Today, Ryan Benton is 32 years old and has been receiving adult stem cell therapy under the protocols presented by Dr. Riordan of the Stem Cell Institute since 2009. It is an extremely cumbersome ordeal for Ryan to travel such lengths due to his physical limitations and the hassle brought upon by traveling with a power wheelchair and other medical devices he relies on. This a key reason it was such an accomplishment to be able to receive treatments at medical facilities closer to his hometown. Ryan is one of 35,000 people in the U.S. and over 300,000 worldwide affected by Duchenne Muscular Dystrophy.

After the success of Ryan’s first treatment, three other DMD patients traveled to receive the same therapy at the Stem Cell Institute. All the other DMD patients experienced the same successful results from the stem cell therapy, although due to the travel difficulties only Ryan and one other DMD patient has been able to maintain treatments on a necessary regular basis.

The other DMD patient Isaac, an 8-year-old boy from Indiana. Isaac was provided the opportunity for treatments after his parents learned of Ryan’s story and contacted Coming Together for a Cure, who helped provide insight on the treatment process, the science involved and helped connect them to the necessary resources to gain access to the treatments.

Isaac has been receiving therapy at the recommended frequency as Ryan since the age of three and now is in far better physical shape compared to other boys his same age with DMD. Isaac has received 13 total treatments, beginning in October 2012 at the age of three. Isaacs first 6 treatments all took place at the Stem Cell Institute in Panama.

After the first year of Ryan’s FDA exemption, Dr. Riordan petitioned the FDA to allow for Isaac to be granted the same exemption. Once again, thanks to the proven success of Ryan’s treatment’s and Isaacs sustained success from his treatments, the FDA granted Isaac the green light allowing him to receive six treatments over the course of the three years at Riley Hospital for Children in Indianapolis.

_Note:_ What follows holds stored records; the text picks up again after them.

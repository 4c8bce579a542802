use std::io::Cursor;

use byteorder::{BigEndian, ReadBytesExt, WriteBytesExt};

use crate::error::{Error, Result};
use crate::openflow0x01::MsgCode;

/// OpenFlow Header
///
/// The first fields of every OpenFlow message, no matter the protocol version.
/// This is parsed to determine version and length of the remaining message, so that
/// it can be delimited on the secure channel and dispatched.
#[derive(Debug, Clone, Copy, PartialEq, Eq)]
pub struct OfpHeader {
    version: u8,
    typ: u8,
    length: u16,
    xid: u32,
}

/// Byte-size of an `OfpHeader` on the wire.
pub const OFP_HEADER_LEN: usize = 8;

impl OfpHeader {
    /// Create an `OfpHeader` out of the arguments.
    pub fn new(version: u8, typ: u8, length: u16, xid: u32) -> OfpHeader {
        OfpHeader {
            version,
            typ,
            length,
            xid,
        }
    }

    /// Return the byte-size of an `OfpHeader`.
    pub fn size() -> usize {
        OFP_HEADER_LEN
    }

    /// Fills a message buffer with the header fields of an `OfpHeader`.
    pub fn marshal(bytes: &mut Vec<u8>, header: OfpHeader) {
        // Writes into a Vec cannot fail.
        let _ = bytes.write_u8(header.version);
        let _ = bytes.write_u8(header.typ);
        let _ = bytes.write_u16::<BigEndian>(header.length);
        let _ = bytes.write_u32::<BigEndian>(header.xid);
    }

    /// Parses the header at the front of `buf`.
    ///
    /// Fails if fewer than eight bytes are available or the declared length is
    /// shorter than the header itself.
    pub fn parse(buf: &[u8]) -> Result<Self> {
        if buf.len() < OFP_HEADER_LEN {
            return Err(Error::InvalidFrame("truncated header"));
        }
        let mut bytes = Cursor::new(&buf[..OFP_HEADER_LEN]);
        let header = OfpHeader {
            version: bytes.read_u8()?,
            typ: bytes.read_u8()?,
            length: bytes.read_u16::<BigEndian>()?,
            xid: bytes.read_u32::<BigEndian>()?,
        };
        if header.length() < OFP_HEADER_LEN {
            return Err(Error::InvalidFrame("declared length shorter than header"));
        }
        Ok(header)
    }

    /// Reads only the length field of a (possibly incomplete) frame prefix.
    ///
    /// Returns `None` until the first four bytes have arrived.
    pub fn peek_length(buf: &[u8]) -> Option<usize> {
        if buf.len() < 4 {
            return None;
        }
        Some(u16::from_be_bytes([buf[2], buf[3]]) as usize)
    }

    /// Overwrites the xid of an already marshaled frame in place.
    pub fn rewrite_xid(frame: &mut [u8], xid: u32) {
        if frame.len() >= OFP_HEADER_LEN {
            frame[4..8].copy_from_slice(&xid.to_be_bytes());
        }
    }

    /// Return the `version` field of a header.
    pub fn version(&self) -> u8 {
        self.version
    }

    /// Return the raw message type byte of a header.
    pub fn type_byte(&self) -> u8 {
        self.typ
    }

    /// Return the OpenFlow message type code of a header, if it is one OpenFlow 1.0 defines.
    pub fn type_code(&self) -> Option<MsgCode> {
        MsgCode::from_u8(self.typ)
    }

    /// Return the `length` field of a header. Includes the length of the header itself.
    pub fn length(&self) -> usize {
        self.length as usize
    }

    /// Return the `xid` field of a header, the transaction id associated with this packet.
    ///  Replies use the same id to facilitate pairing.
    pub fn xid(&self) -> u32 {
        self.xid
    }
}
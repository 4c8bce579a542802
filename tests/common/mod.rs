//! Shared helpers: a manager on an ephemeral port and a scripted switch.
#![allow(dead_code)]

use std::sync::Once;
use std::time::Duration;

use ofp_switch_manager::config::Config;
use ofp_switch_manager::daemon;
use ofp_switch_manager::messenger::{Envelope, LocalBus};
use ofp_switch_manager::ofp_header::OfpHeader;
use ofp_switch_manager::ofp_message::OfpMessage;
use ofp_switch_manager::openflow0x01::message::Message;
use ofp_switch_manager::openflow0x01::{Capabilities, MsgCode, SwitchFeatures};
use ofp_switch_manager::service::DestinationLists;
use tokio::io::{AsyncReadExt, AsyncWriteExt};
use tokio::net::{TcpListener, TcpStream};
use tokio::sync::mpsc::UnboundedReceiver;

/// Initializes tracing for tests, ensuring it's only done once.
pub fn init_tracing() {
    static TRACING_INIT: Once = Once::new();
    TRACING_INIT.call_once(|| {
        let filter = std::env::var("RUST_LOG")
            .unwrap_or_else(|_| "ofp_switch_manager=debug".to_string());
        tracing_subscriber::fmt()
            .with_env_filter(filter)
            .with_test_writer()
            .init();
    });
}

pub struct Manager {
    pub bus: LocalBus,
    pub notify: UnboundedReceiver<Envelope>,
    pub app: UnboundedReceiver<Envelope>,
    pub addr: std::net::SocketAddr,
}

/// Start a manager whose state notifications go to `topology` and whose
/// packet-ins go to `app`.
pub async fn start_manager(tweak: impl FnOnce(&mut Config)) -> Manager {
    init_tracing();
    let bus = LocalBus::new();
    let notify = bus.register("topology");
    let app = bus.register("app");

    let mut config = Config::default();
    config.destinations =
        DestinationLists::from_rules(&["state_notify::topology", "packet_in::app"]);
    tweak(&mut config);

    let listener = TcpListener::bind("127.0.0.1:0").await.unwrap();
    let addr = listener.local_addr().unwrap();
    tokio::spawn(daemon::serve_listener(listener, config, bus.clone()));
    Manager {
        bus,
        notify,
        app,
        addr,
    }
}

/// Read one complete OpenFlow frame.
pub async fn read_frame(stream: &mut TcpStream) -> Vec<u8> {
    let mut frame = vec![0u8; 8];
    tokio::time::timeout(Duration::from_secs(5), stream.read_exact(&mut frame))
        .await
        .expect("timed out waiting for a frame")
        .unwrap();
    let header = OfpHeader::parse(&frame).unwrap();
    frame.resize(header.length(), 0);
    stream.read_exact(&mut frame[8..]).await.unwrap();
    frame
}

pub fn code_of(frame: &[u8]) -> MsgCode {
    OfpHeader::parse(frame).unwrap().type_code().unwrap()
}

pub fn xid_of(frame: &[u8]) -> u32 {
    OfpHeader::parse(frame).unwrap().xid()
}

pub fn features_reply(xid: u32, datapath_id: u64) -> Vec<u8> {
    Message::marshal(
        xid,
        Message::FeaturesReply(SwitchFeatures {
            datapath_id,
            num_buffers: 256,
            num_tables: 1,
            supported_capabilities: Capabilities::default(),
            supported_actions: 0,
            ports: vec![1],
        }),
    )
}

pub async fn next_envelope(rx: &mut UnboundedReceiver<Envelope>) -> Envelope {
    tokio::time::timeout(Duration::from_secs(5), rx.recv())
        .await
        .expect("timed out waiting for an envelope")
        .expect("bus endpoint closed")
}

/// Play the switch side of a complete handshake and return the stream with
/// SET_CONFIG and the delete-all FLOW_MOD already read.
pub async fn handshake(manager: &Manager, datapath_id: u64) -> (TcpStream, Vec<Vec<u8>>) {
    let mut switch = TcpStream::connect(manager.addr).await.unwrap();
    let mut seen = Vec::new();

    let hello = read_frame(&mut switch).await;
    seen.push(hello);
    switch
        .write_all(&Message::marshal(1, Message::Hello))
        .await
        .unwrap();

    let request = read_frame(&mut switch).await;
    switch
        .write_all(&features_reply(xid_of(&request), datapath_id))
        .await
        .unwrap();
    seen.push(request);

    seen.push(read_frame(&mut switch).await);
    seen.push(read_frame(&mut switch).await);
    (switch, seen)
}
//! A scripted switch against the daemon over real TCP.

mod common;

use std::io;
use std::net::SocketAddr;
use std::time::Duration;

use common::*;
use ofp_switch_manager::config::Config;
use ofp_switch_manager::daemon::{self, Acceptor};
use ofp_switch_manager::messenger::{Envelope, LocalBus, MessageTag};
use ofp_switch_manager::ofp_message::OfpMessage;
use ofp_switch_manager::openflow0x01::message::Message;
use ofp_switch_manager::openflow0x01::{MsgCode, OFPP_NONE};
use tokio::io::{AsyncReadExt, AsyncWriteExt};
use tokio::net::{TcpListener, TcpStream};

/// Listener whose first few accepts fail.
struct FlakyListener {
    inner: TcpListener,
    failures: usize,
}

impl Acceptor for FlakyListener {
    async fn accept(&mut self) -> io::Result<(TcpStream, SocketAddr)> {
        if self.failures > 0 {
            self.failures -= 1;
            return Err(io::Error::other("too many open files"));
        }
        self.inner.accept().await
    }
}

#[tokio::test]
async fn handshake_completes_and_configures_switch() {
    let mut manager = start_manager(|_| ()).await;
    let (_switch, seen) = handshake(&manager, 1).await;

    let codes: Vec<MsgCode> = seen.iter().map(|frame| code_of(frame)).collect();
    assert_eq!(
        codes,
        vec![
            MsgCode::Hello,
            MsgCode::FeaturesReq,
            MsgCode::SetConfig,
            MsgCode::FlowMod
        ]
    );
    assert_eq!(&seen[2][8..], &[0x00, 0x00, 0xff, 0xff]);
    // Delete-all: command DELETE, out_port NONE.
    assert_eq!(&seen[3][8 + 48..8 + 50], &[0x00, 0x03]);
    assert_eq!(&seen[3][8 + 60..8 + 62], &OFPP_NONE.to_be_bytes());

    let connected = next_envelope(&mut manager.notify).await;
    assert_eq!(connected.tag, MessageTag::Connected);
    assert_eq!(connected.datapath_id, None);
    let ready = next_envelope(&mut manager.notify).await;
    assert_eq!(ready.tag, MessageTag::Ready);
    assert_eq!(ready.datapath_id, Some(1));
    assert!(manager.bus.is_registered("switch.1"));
}

#[tokio::test]
async fn closed_channel_announces_disconnect() {
    let mut manager = start_manager(|_| ()).await;
    let (switch, _) = handshake(&manager, 1).await;
    assert_eq!(next_envelope(&mut manager.notify).await.tag, MessageTag::Connected);
    assert_eq!(next_envelope(&mut manager.notify).await.tag, MessageTag::Ready);

    drop(switch);
    let gone = next_envelope(&mut manager.notify).await;
    assert_eq!(gone.tag, MessageTag::Disconnected);
    assert_eq!(gone.datapath_id, Some(1));

    tokio::time::timeout(Duration::from_secs(5), async {
        while manager.bus.is_registered("switch.1") {
            tokio::time::sleep(Duration::from_millis(10)).await;
        }
    })
    .await
    .unwrap();
}

#[tokio::test]
async fn silent_switch_times_out() {
    let mut manager = start_manager(|config| {
        config.handshake.hello_timeout = Duration::from_millis(100);
    })
    .await;
    let mut switch = TcpStream::connect(manager.addr).await.unwrap();
    assert_eq!(code_of(&read_frame(&mut switch).await), MsgCode::Hello);

    assert_eq!(next_envelope(&mut manager.notify).await.tag, MessageTag::Connected);
    let gone = next_envelope(&mut manager.notify).await;
    assert_eq!(gone.tag, MessageTag::Disconnected);
    assert_eq!(gone.datapath_id, None);

    let mut buf = [0u8; 8];
    let n = tokio::time::timeout(Duration::from_secs(5), switch.read(&mut buf))
        .await
        .unwrap()
        .unwrap();
    assert_eq!(n, 0);
}

#[tokio::test]
async fn application_request_reply_keeps_its_xid() {
    let mut manager = start_manager(|_| ()).await;
    let (mut switch, _) = handshake(&manager, 1).await;
    assert_eq!(next_envelope(&mut manager.notify).await.tag, MessageTag::Connected);
    assert_eq!(next_envelope(&mut manager.notify).await.tag, MessageTag::Ready);

    let barrier = Message::marshal(0xbeef, Message::Other(MsgCode::BarrierReq, Vec::new()));
    manager
        .bus
        .deliver("switch.1", Envelope::openflow(1, "app", barrier.into()))
        .unwrap();

    let request = read_frame(&mut switch).await;
    assert_eq!(code_of(&request), MsgCode::BarrierReq);
    let switch_xid = xid_of(&request);
    assert_ne!(switch_xid, 0xbeef);

    let reply = Message::marshal(switch_xid, Message::Other(MsgCode::BarrierResp, Vec::new()));
    switch.write_all(&reply).await.unwrap();

    let env = next_envelope(&mut manager.app).await;
    assert_eq!(env.tag, MessageTag::OpenflowMessage);
    assert_eq!(env.datapath_id, Some(1));
    assert_eq!(code_of(&env.payload), MsgCode::BarrierResp);
    assert_eq!(xid_of(&env.payload), 0xbeef);
}

#[tokio::test]
async fn echo_request_is_answered() {
    let manager = start_manager(|_| ()).await;
    let (mut switch, _) = handshake(&manager, 7).await;

    let echo = Message::marshal(0x1234, Message::EchoRequest(b"keepalive".to_vec()));
    switch.write_all(&echo).await.unwrap();
    let reply = read_frame(&mut switch).await;
    assert_eq!(code_of(&reply), MsgCode::EchoResp);
    assert_eq!(xid_of(&reply), 0x1234);
    assert_eq!(&reply[8..], b"keepalive");
}

#[tokio::test]
async fn accept_failures_do_not_stop_the_listener() {
    init_tracing();
    let inner = TcpListener::bind("127.0.0.1:0").await.unwrap();
    let addr = inner.local_addr().unwrap();
    let listener = FlakyListener { inner, failures: 2 };
    let server = tokio::spawn(daemon::serve_listener(listener, Config::default(), LocalBus::new()));

    let mut switch = TcpStream::connect(addr).await.unwrap();
    let hello = read_frame(&mut switch).await;
    assert_eq!(code_of(&hello), MsgCode::Hello);
    assert!(!server.is_finished());
    server.abort();
}
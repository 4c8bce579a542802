//! Deadline bookkeeping for the connection's timers.
//!
//! Nothing here sleeps. The driver asks for the earliest deadline, waits on it,
//! and hands the expired timers back to the connection.

use std::collections::HashMap;
use std::time::{Duration, Instant};

/// Timers a connection can arm.
#[derive(Debug, Clone, Copy, PartialEq, Eq, Hash)]
pub enum TimerKind {
    /// Waiting for the switch's HELLO.
    Hello,
    /// Waiting for the FEATURES_REPLY.
    FeaturesReply,
    /// Periodic cookie table aging.
    CookieAging,
}

#[derive(Debug, Clone, Copy)]
struct Timer {
    deadline: Instant,
    interval: Option<Duration>,
}

#[derive(Debug, Default)]
pub struct TimerSet {
    timers: HashMap<TimerKind, Timer>,
}

impl TimerSet {
    pub fn new() -> Self {
        Self::default()
    }

    /// Arm a one-shot timer, replacing any armed timer of the same kind.
    pub fn arm(&mut self, kind: TimerKind, after: Duration, now: Instant) {
        self.timers.insert(
            kind,
            Timer {
                deadline: now + after,
                interval: None,
            },
        );
    }

    /// Arm a timer that re-arms itself every `interval` once it fires.
    pub fn arm_periodic(&mut self, kind: TimerKind, interval: Duration, now: Instant) {
        self.timers.insert(
            kind,
            Timer {
                deadline: now + interval,
                interval: Some(interval),
            },
        );
    }

    /// Returns whether a timer was armed.
    pub fn cancel(&mut self, kind: TimerKind) -> bool {
        self.timers.remove(&kind).is_some()
    }

    pub fn cancel_all(&mut self) {
        self.timers.clear();
    }

    pub fn is_armed(&self, kind: TimerKind) -> bool {
        self.timers.contains_key(&kind)
    }

    pub fn armed_count(&self) -> usize {
        self.timers.len()
    }

    pub fn next_deadline(&self) -> Option<Instant> {
        self.timers.values().map(|t| t.deadline).min()
    }

    /// Collect the timers due at `now`, earliest first. One-shot timers are
    /// disarmed; periodic ones are re-armed from `now`.
    pub fn expired(&mut self, now: Instant) -> Vec<TimerKind> {
        let mut due: Vec<(Instant, TimerKind)> = self
            .timers
            .iter()
            .filter(|(_, t)| t.deadline <= now)
            .map(|(kind, t)| (t.deadline, *kind))
            .collect();
        due.sort_by_key(|(deadline, _)| *deadline);
        for (_, kind) in &due {
            match self.timers.get(kind).and_then(|t| t.interval) {
                Some(interval) => {
                    if let Some(timer) = self.timers.get_mut(kind) {
                        timer.deadline = now + interval;
                    }
                }
                None => {
                    self.timers.remove(kind);
                }
            }
        }
        due.into_iter().map(|(_, kind)| kind).collect()
    }
}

This was an enormous blessing as by having the treatments available in their own backyard, the would not have to deal with the numerous complications of traveling out of the United States.

Ryan’s FDA exemption expired in fall of 2017 and Isaacs shortly after. This left both families no other choice than to make the long arduous trip to Panama for each of their next necessary rounds of adult stem cell treatments.

By a complete coincidence of timing, Ryan and his brother Blake happened to be in Panama at the Stem Cell Institute at the same time as Isaac and his parents. As Blake was preparing to carry Ryan down the jet bridge into his seat on their connecting flight in Atlanta to Panama, Isaacs parents realized that right in front of them was a man who had given them such inspiration and helped connect them to the life-changing treatments they were continuing to embark on

Ryan and Blake have communicated regularly with Isaac’s family over the years, keeping up to date with each other’s treatments, but until now had never met in person. The rest of the week, the families spent time together, building genuine friendships built upon their unique shared experiences of being the first two people in the world with their devasting disease to be successfully treated. Young and old, trailblazers together for the first time, a glimpse of what is possible for many other boys and families waiting for their opportunity to receive life-changing adult stem cell therapy.